9. Essere fragili non si nomina/non sinonima: essere deboli. Evidentemente la differenza non vi è così chiara. Non è un problema suo. Quanto spreco di parole. E riesce ancora a stupirsi della stupidità e dello spreco, di tutto questo sfiato. Mutarsi la bocca e murarsi in un dignitoso silenzio – capisce – sarebbe un atto troppo adulto. Cari Peter Pan, è tutto molto più semplice: ci vogliono gli attributi! Non si insegna a un Daino come si salta. Non si insegna come si sceglie a chi ha già scelto e consacra le proprie ceneri: allo Scritto e al Detto, al Fatto e all’Atto. I vostri soldi sono solo un esame diagnostico: encefalogramma piatto. È servito all’autore, che tutto serve. E non tutto si può schiavizzare. E non tutti: sono in vendita. Suona strano se lo firma e lo conferma una femmina. Pure: è un autore. Così è. Vi piaccia o meno – non è un problema suo. Quanta cattiveria vi suscita chi non riuscite a ridurre in cattività? Figli di un passivare precotto, per quanto mamma televisione vi spacci – cocaina e certezze – voi, un Artista non l’avete mai conosciuto. Solo condannato… Sua culpa. La perfezione la lascia ai prelati. E alle personae che pretendono: l’impunito paupulare. Chi piange si riprende: riga di rimmel. E lo specchio riflette: Alice Cooper. Santità del Ragno che non osanna il dio del fastidio: siete pleonastici. E parecchio patetici. Nessuno – vi dice e si ripete – insegna ad un Daino come si salta. E salta e sputa, e trama le parole che rispetta. Questo è un gioco che non si vince sulla carta. Non con la carta di credito. E quel molle muscolo che chiamate lingua non dovete – ve lo giura – per forza usarlo. Leccatevi l’ombelico, chiusi nei vostri piccoli mondi arricchiti. È l’autore che è non è degno di cocaina e calcio – o voi: a perdervi Catullo e Cage? Le dite il suo è un mondo di perdenti? Tabacco e Tequila perché da sobri vi sfonderemmo il cuore – con poche, mirate, parole. Born to Lose, Live to Win, nient’altro da dichiarare.

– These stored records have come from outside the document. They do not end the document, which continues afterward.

impl NavigationRouter {
    /// Restore the session from `store` and activate its active tab
    pub fn new(
        config: &SessionConfig,
        store: Arc<dyn KeyValueStore>,
        factory: Arc<dyn EngineFactory>,
        snapshots: Arc<SnapshotCache>,
        favicons: FaviconCache,
    ) -> Self {
        let registry = TabRegistry::restore(store.clone());
        let history = HistoryLog::restore(store, config.history.capacity);
        let (events_tx, events) = mpsc::unbounded_channel();
        let pool = EngineInstancePool::new(
            factory,
            events_tx,
            snapshots.clone(),
            config.max_resident_engines,
        );
        let (state, _) = watch::channel(NavigationState::default());
        let (toolbar_state, _) = watch::channel(ToolbarVisibility::Visible);

        let mut router = Self {
            registry,
            history,
            pool,
            snapshots,
            favicons,
            filter: HistoryFilter::from_config(&config.history),
            toolbar: ToolbarController::new(config.toolbar.clone()),
            search_template: config.search.template.clone(),
            active: None,
            events,
            state,
            toolbar_state,
            prefetches: Vec::new(),
        };
        router.activate(router.registry.active_id());
        router
    }

    /// Load persisted snapshots, dropping those of tabs that no longer exist
    pub async fn restore_snapshots(&self) -> usize {
        let loaded = self.snapshots.load_all().await;
        let live: HashSet<TabId> = self.registry.ids().into_iter().collect();
        self.snapshots.retain(&live);
        loaded
    }

    // Intents

    /// Open a new tab on `url` (may be empty) and switch to it
    pub fn create_tab(&mut self, url: &str) -> TabId {
        let record = self.registry.create(DEFAULT_TAB_TITLE, url);
        self.switch_tab(record.id);
        record.id
    }

    /// Close a tab and tear down its engine
    pub fn delete_tab(&mut self, tab_id: TabId) -> bool {
        if !self.registry.contains(tab_id) {
            log::warn!("delete_tab: unknown tab {}", tab_id);
            return false;
        }
        let was_active = self.registry.active_id() == tab_id;

        self.pool.remove(tab_id);
        self.registry.delete(tab_id);
        if self.active_tab() == Some(tab_id) {
            self.active = None;
        }

        if was_active {
            self.activate(self.registry.active_id());
        }
        true
    }

    /// Make `tab_id` the active tab
    pub fn switch_tab(&mut self, tab_id: TabId) -> bool {
        if !self.registry.set_active(tab_id) {
            return false;
        }
        self.activate(tab_id);
        true
    }

    pub fn go_back(&mut self) {
        let handle = self.active_handle();
        if handle.engine.can_go_back() {
            handle.engine.go_back();
        }
        self.sync_from_active();
    }

    pub fn go_forward(&mut self) {
        let handle = self.active_handle();
        if handle.engine.can_go_forward() {
            handle.engine.go_forward();
        }
        self.sync_from_active();
    }

    pub fn reload(&mut self) {
        let handle = self.active_handle();
        if !handle.engine.has_content() {
            return;
        }
        self.state.send_modify(|state| {
            state.is_refreshing = true;
            state.notice = None;
        });
        handle.engine.reload();
        self.sync_from_active();
    }

    pub fn stop(&mut self) {
        self.active_handle().engine.stop_loading();
        self.state.send_modify(|state| {
            state.is_loading = false;
            state.is_refreshing = false;
        });
        self.sync_from_active();
    }

    /// Load address-bar text in the active tab
    ///
    /// Returns the URL actually loaded, or `None` for blank input.
    pub fn load_url(&mut self, text: &str) -> Option<String> {
        let url = normalize_address(text, &self.search_template)?;
        let handle = self.active_handle();

        self.toolbar.reset();
        self.publish_toolbar();
        self.state.send_modify(|state| state.notice = None);

        log::info!("Loading {} in tab {}", url, handle.tab_id());
        handle.engine.load(&url);
        self.sync_from_active();
        Some(url)
    }

    /// Close every tab, leaving a single blank one
    pub fn clear_all_tabs(&mut self) {
        self.active = None;
        self.pool.clear_all();
        self.registry.clear_all();
        self.activate(self.registry.active_id());
    }

    /// Forward a scroll callback from the active page
    pub fn scroll(
        &mut self,
        offset: f64,
        content_height: f64,
        viewport_height: f64,
    ) -> ToolbarVisibility {
        let visibility = self.toolbar.on_scroll(offset, content_height, viewport_height);
        self.publish_toolbar();
        visibility
    }

    pub fn dismiss_notice(&mut self) {
        self.state.send_modify(|state| state.notice = None);
    }

    // Engine events

    /// Apply one engine event
    pub async fn handle_event(&mut self, event: EngineEvent) {
        let tab_id = event.tab_id();
        if !self.pool.contains(tab_id) {
            log::debug!("Ignoring event for tab {} without a live engine", tab_id);
            return;
        }
        let is_active = self.active_tab() == Some(tab_id);

        match event {
            EngineEvent::Started { url, .. } => {
                log::debug!("Tab {} started {}", tab_id, url);
                if is_active {
                    // Engine-initiated navigations (link taps) also start a new page
                    if self.state.borrow().current_url != url {
                        self.toolbar.reset();
                        self.publish_toolbar();
                    }
                    self.state.send_modify(|state| {
                        state.is_loading = true;
                        state.notice = None;
                    });
                    self.sync_from_active();
                }
            }
            EngineEvent::Progress { progress, .. } => {
                if is_active {
                    self.state.send_modify(|state| state.progress = progress);
                }
            }
            EngineEvent::Finished { url, .. } => {
                if is_active {
                    self.state.send_modify(|state| {
                        state.is_loading = false;
                        state.is_refreshing = false;
                    });
                    self.sync_from_active();
                }
                self.handle_finish(tab_id, url).await;
            }
            EngineEvent::Failed { url, error, .. } => {
                log::warn!(
                    "Tab {} failed to load {}: {}",
                    tab_id,
                    url.as_deref().unwrap_or("page"),
                    error
                );
                if is_active {
                    let notice = match &url {
                        Some(url) => format!("Couldn't load {url}: {error}"),
                        None => format!("Couldn't load page: {error}"),
                    };
                    self.state.send_modify(|state| {
                        state.is_loading = false;
                        state.is_refreshing = false;
                        state.notice = Some(notice);
                    });
                    self.sync_from_active();
                }
            }
        }
    }

    /// Apply every event already queued; returns how many were handled
    pub async fn process_pending(&mut self) -> usize {
        let mut handled = 0;
        while let Ok(event) = self.events.try_recv() {
            self.handle_event(event).await;
            handled += 1;
        }
        handled
    }

    /// Wait for the next engine event
    pub async fn next_event(&mut self) -> Option<EngineEvent> {
        self.events.recv().await
    }

    /// Handle events until none arrives for `idle`
    pub async fn run_until_idle(&mut self, idle: Duration) -> usize {
        let mut handled = 0;
        while let Ok(Some(event)) = tokio::time::timeout(idle, self.events.recv()).await {
            self.handle_event(event).await;
            handled += 1;
        }
        handled
    }

    /// Wait for background favicon fetches and snapshot writes
    pub async fn flush(&mut self) {
        for task in self.prefetches.drain(..) {
            if let Err(e) = task.await {
                log::warn!("Image prefetch task failed: {}", e);
            }
        }
        self.snapshots.flush().await;
    }

    async fn handle_finish(&mut self, tab_id: TabId, url: String) {
        let Some(handle) = self.pool.peek(tab_id) else {
            return;
        };
        // A newer navigation already replaced this page
        if handle.engine.url().as_deref() != Some(url.as_str()) {
            log::debug!("Tab {} moved on from {}, skipping", tab_id, url);
            return;
        }

        let metadata = match handle.engine.introspect().await {
            Ok(metadata) => metadata,
            Err(e) => {
                log::warn!("Introspection failed for tab {}: {}", tab_id, e);
                PageMetadata {
                    title: handle.engine.title(),
                    ..Default::default()
                }
            }
        };
        let final_url = url;
        let title = metadata.title.trim().to_string();

        self.snapshots.capture(tab_id, handle.engine.as_ref()).await;

        // The tab may have been closed while capturing
        if !self.registry.contains(tab_id) {
            return;
        }

        if let Err(reason) = self.filter.check(&final_url, &title) {
            log::debug!("Not recording {}: {}", final_url, reason);
            return;
        }

        self.history
            .record(HistoryEntry::now(&final_url, &title).with_icon(metadata.icon_url.clone()));
        self.registry.update_navigation(tab_id, &final_url, &title);
        if self.active_tab() == Some(tab_id) {
            self.sync_from_active();
        }
        self.prefetch_images(final_url, metadata);
    }

    fn prefetch_images(&mut self, page_url: String, metadata: PageMetadata) {
        let Ok(runtime) = tokio::runtime::Handle::try_current() else {
            return;
        };
        let favicons = self.favicons.clone();
        self.prefetches.retain(|task| !task.is_finished());
        self.prefetches.push(runtime.spawn(async move {
            favicons.icon(&page_url, metadata.icon_url.as_deref()).await;
            if let Some(preview_url) = metadata.preview_image_url {
                favicons.preview_image(&preview_url).await;
            }
        }));
    }

    // Activation

    /// Bind `tab_id` as the active tab, loading its persisted URL if its engine is empty
    fn activate(&mut self, tab_id: TabId) {
        let handle = self.pool.get(tab_id);
        self.active = Some(handle.clone());

        self.toolbar.reset();
        self.publish_toolbar();
        self.state.send_modify(|state| {
            state.is_loading = false;
            state.is_refreshing = false;
            state.notice = None;
        });

        if !handle.engine.has_content() {
            if let Some(record) = self.registry.get(tab_id) {
                if !record.current_url.is_empty() {
                    log::debug!("Restoring tab {} at {}", tab_id, record.current_url);
                    handle.engine.load(&record.current_url);
                }
            }
        }
        self.sync_from_active();
    }

    /// The active handle, rebinding to the registry's active tab if needed
    fn active_handle(&mut self) -> EngineHandle {
        let active_id = self.registry.active_id();
        if let Some(handle) = &self.active {
            if handle.tab_id() == active_id && self.pool.contains(active_id) {
                return handle.clone();
            }
        }
        self.activate(active_id);
        self.pool.get(active_id)
    }

    /// Mirror the active engine, falling back to the persisted record
    fn sync_from_active(&self) {
        let Some(handle) = &self.active else {
            return;
        };
        let engine = &handle.engine;
        let record = self.registry.get(handle.tab_id());

        let (current_url, title) = match (engine.url(), record) {
            (Some(url), record) => {
                let title = engine.title();
                let title = if title.is_empty() {
                    record.map(|r| r.title.clone()).unwrap_or_default()
                } else {
                    title
                };
                (url, title)
            }
            (None, Some(record)) => (record.current_url.clone(), record.title.clone()),
            (None, None) => (String::new(), String::new()),
        };

        self.state.send_modify(|state| {
            state.current_url = current_url;
            state.title = title;
            state.can_go_back = engine.can_go_back();
            state.can_go_forward = engine.can_go_forward();
            state.progress = engine.progress();
        });
    }

    fn publish_toolbar(&self) {
        self.toolbar_state.send_if_modified(|visibility| {
            let changed = *visibility != self.toolbar.visibility();
            *visibility = self.toolbar.visibility();
            changed
        });
    }

    // Accessors

    pub fn navigation_state(&self) -> NavigationState {
        self.state.borrow().clone()
    }

    pub fn subscribe(&self) -> watch::Receiver<NavigationState> {
        self.state.subscribe()
    }

    pub fn subscribe_toolbar(&self) -> watch::Receiver<ToolbarVisibility> {
        self.toolbar_state.subscribe()
    }

    pub fn subscribe_session(&self) -> watch::Receiver<SessionState> {
        self.registry.subscribe()
    }

    pub fn toolbar_visibility(&self) -> ToolbarVisibility {
        self.toolbar.visibility()
    }

    /// Tab currently bound as active
    pub fn active_tab(&self) -> Option<TabId> {
        self.active.as_ref().map(EngineHandle::tab_id)
    }

    pub fn registry(&self) -> &TabRegistry {
        &self.registry
    }

    pub fn history(&self) -> &HistoryLog {
        &self.history
    }

    pub fn pool(&self) -> &EngineInstancePool {
        &self.pool
    }

    pub fn snapshot(&self, tab_id: TabId) -> Option<Snapshot> {
        self.snapshots.get(tab_id)
    }

    pub fn cached_icon(&self, page_url: &str) -> Option<SiteImage> {
        self.favicons.cached_icon(page_url)
    }

    pub fn favicons(&self) -> &FaviconCache {
        &self.favicons
    }
}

10. Vi prenda sgomento: «non il suo amore, non il suo bene, ma solo il sangue secco delle sue vene!». Più genovese di così – si muore. Cara *Genova bene*, l’autore vi perde, nel dedalo delle vostre vite sintetiche. E un autore è un artista che non muore per capriccio. Non muore per la mancanza di rispetto. Lo vedete il scrollar di spalle? La prossima volta: siate strateghi migliori! Se volete ammazzare un autore: o affondate il coltello nella schiena o guardate quel bel culo ancheggiare lontano…
11. Alcolizzato e alcolizzato al dolore, l’autore brinda alla frase che futura: «forte e fiero», nel fastello di fantasmi che si friggono l’aria per fottersi i neuroni. E non è qui per piacervi, come ribadiva il Sommo Bene, né per compiacersi. È l’ultima delle merde, di quella merde che però – concimano.
12. «Domani sarà certo il giorno tuo!» e non crolla giorno che suo fratello non le ripeta quanto quel libro sia nella tasca interna del suo giurare e della sua giacca, e non piove giorno che lei non ripeta a suo fratello: «quell’azzurro del cielo, lo vedrai, negli occhi miei!». E si patisce sempre il dolore che provoca chi pulsa e pompa: la resistenza. Lunga vita ai tiranni, probabile e possibile e, purtroppo, plausibile – noi moriremo presto. Pure: è un parola plurale. NOI moriremo: tra le braccia dei nostri fratelli. Potete dire lo stesso, con la stessa certezza?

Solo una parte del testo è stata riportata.